Avoid Costly Mistakes on Your Retirement Accounts: Required Minimum DistributionsSubmitted by Miller Financial Group | Red Oak Iowa Financial Advisor on March 24th, 2020
Avoid Required Minimum Distribution Mistakes
With everything happening in our world right now it could be easy to overlook certain things. But, if you are like many hardworking Americans who are approaching retirement or already retired, you may have a traditional IRA, SIMPLE IRA, SEP IRA, traditional 401k plan, 403b, or other type of tax-qualified deferred savings plan. I know these accounts may have taken a hit recently, but remember, that at a specific age you must still start taking Required Minimum Distributions(RMDs). After passing of the SECURE ACT in 2019, minimum distributions are now required to start when you reach age 72 and must continue on an annual basis as long as the tax-deferred account beneficiary is alive and/or there is money in the account. Required Minimum Distributions rules must be followed to prevent the IRS from imposing potential fines and penalties on IRA owners.
How the Required Minimum Distribution Is Calculated
When calculating a Required Minimum Distribution for any given year, it is always wise to confirm on the Internal Revenue Service’s website that you are using the latest RMD calculation tables. If you are still in the workforce at age 72, you may be able to delay Required Minimum Distributions from your most current employer’s retirement plan until after you separate service. But if you have other traditional IRAs or old employer plans still setting with former employers, you will have to go ahead and take the RMDs for those accounts beginning at age 72, regardless if you are still working or not. If you have a Roth IRA or ROTH 401k, a withdrawal is not required until the owner of the IRA dies.
Mistakes to Be Avoided When Taking RMDs
There are several mistakes that individuals with tax-deferred retirement accounts should avoid because they may potentially lead to expensive penalties and fines from the IRS. One common mistake made is not remembering that their RMD withdrawal is due! Some retirees that need to take RMD’s also make the mistake of not having a plan in place for the required withdrawals over the long term. This may lead to accidentally withdrawing the wrong amount, or none at all. We suggest that they work with an investment advisor to set these RMD calculations and withdrawals up to happen automatically each year. Remember, the responsibility of making sure the correct RMD is taken each year falls squarely on the shoulders of the account owner. Not the investment company, not their former employer, their advisor, or the IRS. Investment companies and investment firms often offer to assist their clients with their RMDs, but they have no responsibility to do so. If this service is offered, it is purely as a courtesy to the IRA or retirement account beneficiary.
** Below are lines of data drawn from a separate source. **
//! Relay strategies
//!
//! Two independent ways of answering a prompt sit behind the `Relay`
//! contract:
//!
//! - [`direct::DirectRelay`] asks a [`CompletionProvider`](crate::proxy::CompletionProvider)
//!   for completion text.
//! - [`forward::ForwardRelay`] POSTs a prompt payload to the agentic endpoint
//!   and hands back the upstream body untouched.
//!
//! Every call is independent: one inbound request, at most one upstream
//! call, no retries.

pub mod direct;
pub mod forward;

use async_trait::async_trait;
use axum::{
    http::{header, StatusCode},
    response::{IntoResponse, Response},
};
use bytes::Bytes;
use serde::Deserialize;

use crate::error::AppResult;

pub use direct::DirectRelay;
pub use forward::ForwardRelay;

/// Token budget used when the caller does not send one
pub const DEFAULT_MAX_TOKENS: i32 = 512;

/// Inbound prompt request
#[derive(Debug, Clone, Default, Deserialize)]
pub struct PromptRequest {
    #[serde(default)]
    pub prompt: Option<String>,
    #[serde(default, rename = "maxTokens", alias = "max_tokens")]
    pub max_tokens: Option<i32>,
}

impl PromptRequest {
    pub fn new(prompt: impl Into<String>) -> Self {
        Self {
            prompt: Some(prompt.into()),
            max_tokens: None,
        }
    }

    pub fn with_max_tokens(mut self, max_tokens: i32) -> Self {
        self.max_tokens = Some(max_tokens);
        self
    }

    /// Requested token budget, falling back to [`DEFAULT_MAX_TOKENS`]
    pub fn max_tokens_or_default(&self) -> i32 {
        self.max_tokens.unwrap_or(DEFAULT_MAX_TOKENS)
    }
}

/// Successful relay outcome
#[derive(Debug, Clone, PartialEq, Eq)]
pub enum RelayReply {
    /// Completion text from the direct path
    Completion(String),
    /// Upstream JSON body from the forward path, byte for byte
    Raw(Bytes),
}

impl IntoResponse for RelayReply {
    fn into_response(self) -> Response {
        match self {
            RelayReply::Completion(text) => (StatusCode::OK, text).into_response(),
            RelayReply::Raw(body) => (
                StatusCode::OK,
                [(header::CONTENT_TYPE, "application/json")],
                body,
            )
                .into_response(),
        }
    }
}

/// One way of answering a prompt request
#[async_trait]
pub trait Relay: Send + Sync {
    /// Strategy name for logging and metrics
    fn name(&self) -> &'static str;

    /// Answer a single prompt request
    async fn relay(&self, request: PromptRequest) -> AppResult<RelayReply>;
}
//! Forward relay integration tests
//!
//! Tests for the generic HTTP-forward path:
//! - GET /api/agent/getResponse?prompt=
//! - POST /api/agent/getResponse
//! - Prompt validation, payload shape, API-key attachment
//! - Upstream status propagation and transport failures

use axum::http::{header, HeaderValue, StatusCode};
use pretty_assertions::assert_eq;
use serde_json::{json, Value};

use crate::common::{constants, unreachable_server, RelayTestHarness};
use crate::mocks::{MockUpstream, COMPLETIONS_PATH};

const ENDPOINT: &str = "/api/agent/getResponse";

const UPSTREAM_BODY: &str = r#"{"id":"cmpl-1",  "choices":[{"text":"Hi!","index":0}] , "note":"café"}"#;

#[tokio::test]
async fn test_post_defaults_max_tokens() {
    let harness = RelayTestHarness::new().await;
    harness.upstream.mock_completion_success(UPSTREAM_BODY).await;

    let response = harness
        .server
        .post(ENDPOINT)
        .json(&json!({ "prompt": "hello" }))
        .await;

    assert_eq!(response.status_code(), StatusCode::OK);

    let requests = harness.upstream.requests_to(COMPLETIONS_PATH).await;
    assert_eq!(requests.len(), 1);
    assert_eq!(
        MockUpstream::body_json(&requests[0]),
        json!({ "prompt": "hello", "max_tokens": 512 })
    );
}

#[tokio::test]
async fn test_post_uses_supplied_max_tokens() {
    let harness = RelayTestHarness::new().await;
    harness.upstream.mock_completion_success(UPSTREAM_BODY).await;

    let response = harness
        .server
        .post(ENDPOINT)
        .json(&json!({ "prompt": "tell me a story", "maxTokens": 100 }))
        .await;

    assert_eq!(response.status_code(), StatusCode::OK);

    let requests = harness.upstream.requests_to(COMPLETIONS_PATH).await;
    assert_eq!(requests.len(), 1);
    assert_eq!(
        MockUpstream::body_json(&requests[0]),
        json!({ "prompt": "tell me a story", "max_tokens": 100 })
    );
}

#[tokio::test]
async fn test_post_forwards_negative_max_tokens() {
    let harness = RelayTestHarness::new().await;
    harness.upstream.mock_completion_success(UPSTREAM_BODY).await;

    let response = harness
        .server
        .post(ENDPOINT)
        .json(&json!({ "prompt": "hello", "maxTokens": -1 }))
        .await;

    assert_eq!(response.status_code(), StatusCode::OK);

    let requests = harness.upstream.requests_to(COMPLETIONS_PATH).await;
    assert_eq!(requests.len(), 1);
    assert_eq!(
        MockUpstream::body_json(&requests[0]),
        json!({ "prompt": "hello", "max_tokens": -1 })
    );
}

#[tokio::test]
async fn test_post_mistyped_field_is_invalid_body() {
    let harness = RelayTestHarness::new().await;
    harness.upstream.mock_completion_success(UPSTREAM_BODY).await;

    let response = harness
        .server
        .post(ENDPOINT)
        .json(&json!({ "prompt": "hello", "maxTokens": "ten" }))
        .await;

    assert_eq!(response.status_code(), StatusCode::BAD_REQUEST);
    let json: Value = response.json();
    assert_eq!(json["error"], "invalid request body");
    assert!(json["details"].as_str().unwrap().contains("maxTokens"));
    assert_eq!(harness.upstream.request_count().await, 0);
}

#[tokio::test]
async fn test_get_uses_default_max_tokens() {
    let harness = RelayTestHarness::new().await;
    harness.upstream.mock_completion_success(UPSTREAM_BODY).await;

    let response = harness
        .server
        .get(ENDPOINT)
        .add_query_param("prompt", "hello world")
        .await;

    assert_eq!(response.status_code(), StatusCode::OK);

    let requests = harness.upstream.requests_to(COMPLETIONS_PATH).await;
    assert_eq!(requests.len(), 1);
    assert_eq!(
        MockUpstream::body_json(&requests[0]),
        json!({ "prompt": "hello world", "max_tokens": 512 })
    );
}

#[tokio::test]
async fn test_success_body_is_returned_verbatim() {
    let harness = RelayTestHarness::new().await;
    harness.upstream.mock_completion_success(UPSTREAM_BODY).await;

    let response = harness
        .server
        .post(ENDPOINT)
        .json(&json!({ "prompt": "hello" }))
        .await;

    assert_eq!(response.status_code(), StatusCode::OK);
    assert_eq!(response.header("content-type"), "application/json");
    assert_eq!(response.text(), UPSTREAM_BODY);
}

#[tokio::test]
async fn test_empty_prompt_rejected_without_upstream_call() {
    let harness = RelayTestHarness::new().await;
    harness.upstream.mock_completion_success(UPSTREAM_BODY).await;

    let response = harness
        .server
        .post(ENDPOINT)
        .json(&json!({ "prompt": "" }))
        .await;

    assert_eq!(response.status_code(), StatusCode::BAD_REQUEST);
    assert_eq!(response.json::<Value>(), json!({ "error": "prompt is required" }));
    assert_eq!(harness.upstream.request_count().await, 0);
}

#[tokio::test]
async fn test_blank_missing_or_absent_prompt_rejected() {
    let harness = RelayTestHarness::new().await;
    harness.upstream.mock_completion_success(UPSTREAM_BODY).await;

    let whitespace = harness
        .server
        .post(ENDPOINT)
        .json(&json!({ "prompt": "  \t " }))
        .await;
    let missing_field = harness
        .server
        .post(ENDPOINT)
        .json(&json!({ "maxTokens": 10 }))
        .await;
    let no_body = harness.server.post(ENDPOINT).await;
    let no_query = harness.server.get(ENDPOINT).await;
    let blank_query = harness
        .server
        .get(ENDPOINT)
        .add_query_param("prompt", "   ")
        .await;
    let broken_json = harness
        .server
        .post(ENDPOINT)
        .text(r#"{"prompt":"hello""#)
        .content_type("application/json")
        .await;

    for response in [whitespace, missing_field, no_body, no_query, blank_query, broken_json] {
        assert_eq!(response.status_code(), StatusCode::BAD_REQUEST);
        assert_eq!(response.json::<Value>(), json!({ "error": "prompt is required" }));
    }
    assert_eq!(harness.upstream.request_count().await, 0);
}

#[tokio::test]
async fn test_undecodable_query_is_missing_prompt() {
    let harness = RelayTestHarness::new().await;
    harness.upstream.mock_completion_success(UPSTREAM_BODY).await;

    let response = harness
        .server
        .get(&format!("{ENDPOINT}?prompt=a&prompt=b"))
        .await;

    assert_eq!(response.status_code(), StatusCode::BAD_REQUEST);
    assert_eq!(response.json::<Value>(), json!({ "error": "prompt is required" }));
    assert_eq!(harness.upstream.request_count().await, 0);
}

#[tokio::test]
async fn test_upstream_status_and_body_propagated() {
    let harness = RelayTestHarness::new().await;
    harness
        .upstream
        .mock_completion_status(429, r#"{"error":"rate_limited"}"#)
        .await;

    let response = harness
        .server
        .post(ENDPOINT)
        .json(&json!({ "prompt": "hello" }))
        .await;

    assert_eq!(response.status_code(), StatusCode::TOO_MANY_REQUESTS);
    assert_eq!(
        response.json::<Value>(),
        json!({
            "error": "AgenticAI call failed",
            "details": "{\"error\":\"rate_limited\"}"
        })
    );
    // No retry after a failure
    assert_eq!(harness.upstream.requests_to(COMPLETIONS_PATH).await.len(), 1);
}

#[tokio::test]
async fn test_upstream_server_error_propagated() {
    let harness = RelayTestHarness::new().await;
    harness
        .upstream
        .mock_completion_status(503, "upstream overloaded")
        .await;

    let response = harness
        .server
        .get(ENDPOINT)
        .add_query_param("prompt", "hello")
        .await;

    assert_eq!(response.status_code(), StatusCode::SERVICE_UNAVAILABLE);
    let json: Value = response.json();
    assert_eq!(json["error"], "AgenticAI call failed");
    assert_eq!(json["details"], "upstream overloaded");
}

#[tokio::test]
async fn test_bearer_scheme_any_case() {
    let harness =
        RelayTestHarness::with_auth(Some(constants::TEST_API_KEY), "authorization").await;
    harness.upstream.mock_completion_success(UPSTREAM_BODY).await;

    harness
        .server
        .post(ENDPOINT)
        .json(&json!({ "prompt": "hello" }))
        .await;

    let requests = harness.upstream.requests_to(COMPLETIONS_PATH).await;
    assert_eq!(requests.len(), 1);
    assert_eq!(
        MockUpstream::header_value(&requests[0], "authorization"),
        Some(format!("Bearer {}", constants::TEST_API_KEY))
    );
}

#[tokio::test]
async fn test_custom_key_header() {
    let harness = RelayTestHarness::with_auth(Some(constants::TEST_API_KEY), "api-key").await;
    harness.upstream.mock_completion_success(UPSTREAM_BODY).await;

    harness
        .server
        .post(ENDPOINT)
        .json(&json!({ "prompt": "hello" }))
        .await;

    let requests = harness.upstream.requests_to(COMPLETIONS_PATH).await;
    assert_eq!(requests.len(), 1);
    assert_eq!(
        MockUpstream::header_value(&requests[0], "api-key"),
        Some(constants::TEST_API_KEY.to_string())
    );
    assert_eq!(MockUpstream::header_value(&requests[0], "authorization"), None);
}

#[tokio::test]
async fn test_no_api_key_sends_no_credential() {
    let harness = RelayTestHarness::with_auth(None, "api-key").await;
    harness.upstream.mock_completion_success(UPSTREAM_BODY).await;

    let response = harness
        .server
        .post(ENDPOINT)
        .json(&json!({ "prompt": "hello" }))
        .await;

    assert_eq!(response.status_code(), StatusCode::OK);
    let requests = harness.upstream.requests_to(COMPLETIONS_PATH).await;
    assert_eq!(MockUpstream::header_value(&requests[0], "api-key"), None);
    assert_eq!(MockUpstream::header_value(&requests[0], "authorization"), None);
}

#[tokio::test]
async fn test_client_authorization_not_forwarded() {
    let harness = RelayTestHarness::with_auth(None, "Authorization").await;
    harness.upstream.mock_completion_success(UPSTREAM_BODY).await;

    harness
        .server
        .post(ENDPOINT)
        .add_header(header::AUTHORIZATION, "Bearer client-token".parse::<HeaderValue>().unwrap())
        .json(&json!({ "prompt": "hello" }))
        .await;

    let requests = harness.upstream.requests_to(COMPLETIONS_PATH).await;
    assert_eq!(MockUpstream::header_value(&requests[0], "authorization"), None);
}

#[tokio::test]
async fn test_concurrent_requests_each_make_one_call() {
    let harness = RelayTestHarness::new().await;
    harness.upstream.mock_completion_success(UPSTREAM_BODY).await;

    let server = &harness.server;
    let (a, b, c) = tokio::join!(
        async { server.post(ENDPOINT).json(&json!({ "prompt": "a" })).await },
        async { server.post(ENDPOINT).json(&json!({ "prompt": "b" })).await },
        async { server.get(ENDPOINT).add_query_param("prompt", "c").await },
    );

    for response in [a, b, c] {
        assert_eq!(response.status_code(), StatusCode::OK);
    }

    let mut prompts: Vec<String> = harness
        .upstream
        .requests_to(COMPLETIONS_PATH)
        .await
        .iter()
        .map(|r| MockUpstream::body_json(r)["prompt"].as_str().unwrap().to_string())
        .collect();
    prompts.sort();
    assert_eq!(prompts, vec!["a", "b", "c"]);
}

#[tokio::test]
async fn test_transport_failure_is_internal_error() {
    let server = unreachable_server();

    let response = server
        .post(ENDPOINT)
        .json(&json!({ "prompt": "hello" }))
        .await;

    assert_eq!(response.status_code(), StatusCode::INTERNAL_SERVER_ERROR);
    let json: Value = response.json();
    assert_eq!(json["error"], "internal_error");
    assert!(!json["details"].as_str().unwrap().is_empty());

    // The server keeps answering after a failed request
    let again = server.get(ENDPOINT).add_query_param("prompt", "hi").await;
    assert_eq!(again.status_code(), StatusCode::INTERNAL_SERVER_ERROR);
}
//! OpenAI-compatible chat completion client
//!
//! Sends a prompt as a single user message to a chat-completion API and
//! flattens the returned message content into one string.

use async_trait::async_trait;
use reqwest::header::AUTHORIZATION;
use serde::{Deserialize, Serialize};
use tracing::{debug, error, instrument};

use crate::{
    config::ProviderConfig,
    error::UpstreamError,
    proxy::{headers, provider::CompletionProvider},
};

/// Chat completion request body
#[derive(Debug, Serialize)]
pub struct ChatCompletionRequest<'a> {
    pub model: &'a str,
    pub messages: Vec<ChatMessage<'a>>,
}

/// Chat message sent upstream
#[derive(Debug, Serialize)]
pub struct ChatMessage<'a> {
    pub role: &'static str,
    pub content: &'a str,
}

/// Chat completion response body (only the parts the relay reads)
#[derive(Debug, Deserialize)]
pub struct ChatCompletionResponse {
    #[serde(default)]
    pub choices: Vec<ChatChoice>,
}

/// A single completion choice
#[derive(Debug, Deserialize)]
pub struct ChatChoice {
    pub message: ResponseMessage,
}

/// Assistant message returned by the provider
#[derive(Debug, Deserialize)]
pub struct ResponseMessage {
    #[serde(default)]
    pub content: Option<MessageContent>,
}

/// Message content is either plain text or a list of content parts
#[derive(Debug, Deserialize)]
#[serde(untagged)]
pub enum MessageContent {
    Text(String),
    Parts(Vec<ContentPart>),
}

/// A content part; non-text parts carry no `text`
#[derive(Debug, Deserialize)]
pub struct ContentPart {
    #[serde(default)]
    pub text: Option<String>,
}

impl ChatCompletionResponse {
    /// Textual fragments of the first choice, in order
    pub fn fragments(&self) -> Vec<&str> {
        let Some(content) = self.choices.first().and_then(|c| c.message.content.as_ref()) else {
            return Vec::new();
        };

        match content {
            MessageContent::Text(text) => vec![text.as_str()],
            MessageContent::Parts(parts) => {
                parts.iter().filter_map(|p| p.text.as_deref()).collect()
            }
        }
    }

    /// Join all fragments, each preceded by a single space
    pub fn text(&self) -> String {
        self.fragments().iter().fold(String::new(), |mut message, fragment| {
            message.push(' ');
            message.push_str(fragment);
            message
        })
    }
}

/// Chat completion client for the direct relay path
pub struct OpenAIChatClient {
    client: reqwest::Client,
    base_url: String,
    api_key: Option<String>,
    model: String,
}

impl OpenAIChatClient {
    /// Create a new chat completion client
    pub fn new(client: reqwest::Client, config: &ProviderConfig) -> Self {
        Self {
            client,
            base_url: config.chat_endpoint.trim_end_matches('/').to_string(),
            api_key: config.api_key.clone(),
            model: config.model.clone(),
        }
    }

    fn completions_url(&self) -> String {
        format!("{}/chat/completions", self.base_url)
    }
}

#[async_trait]
impl CompletionProvider for OpenAIChatClient {
    fn name(&self) -> &'static str {
        "openai"
    }

    #[instrument(skip_all)]
    async fn get_response(&self, prompt: &str) -> Result<String, UpstreamError> {
        let api_key = self.api_key.as_deref().ok_or(UpstreamError::MissingApiKey)?;

        let url = self.completions_url();
        let mut request_headers = headers::build_default_headers();
        request_headers.insert(AUTHORIZATION, headers::bearer_value(api_key)?);

        let body = ChatCompletionRequest {
            model: &self.model,
            messages: vec![ChatMessage {
                role: "user",
                content: prompt,
            }],
        };

        debug!(url = %url, model = %self.model, "Sending chat completion request");

        let response = self
            .client
            .post(&url)
            .headers(request_headers)
            .json(&body)
            .send()
            .await
            .map_err(|e| {
                error!(url = %url, error = %e, "Failed to send chat completion request");
                e
            })?;

        let status = response.status();
        let bytes = response.bytes().await?;
        debug!(status = %status, body_len = bytes.len(), "Chat completion response received");

        if !status.is_success() {
            return Err(UpstreamError::Status {
                status,
                body: String::from_utf8_lossy(&bytes).into_owned(),
            });
        }

        let completion: ChatCompletionResponse = serde_json::from_slice(&bytes)?;
        Ok(completion.text())
    }
}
The Consequences of Making Mistakes with RMDs
There can potentially be consequences when mistakes are made in regard to RMD’s. For example, if you forget to take a RMD, or take the incorrect(too small of an) amount, the fine is 50 percent of the amount that should have been withdrawn, plus the income tax that would be due on the amount not taken. In many instances these are the type of mistakes that may be able to be avoided by working with someone who understands RMDs and how they fit into one’s financial plan. A qualified financial professional should be able to assist you in calculating the correct amount(s) to withdrawal so as to avoid potential penalties. It is also important to note that RMD amounts, in some instances may be aggregated for withdrawal purposes out of specific types of accounts. Therefore, working with someone who understands how these types of strategies may be beneficial to your overall financial planning may be key to long-term retirement success.
There is a lot to think about when it comes to planning for retirement. We are here to help serve as a steward for you and your family’s resources. We believe that having a financial plan is now more important than ever.
*Material presented is not intended as tax advice. For specific tax advice, please contact your own qualified tax professional.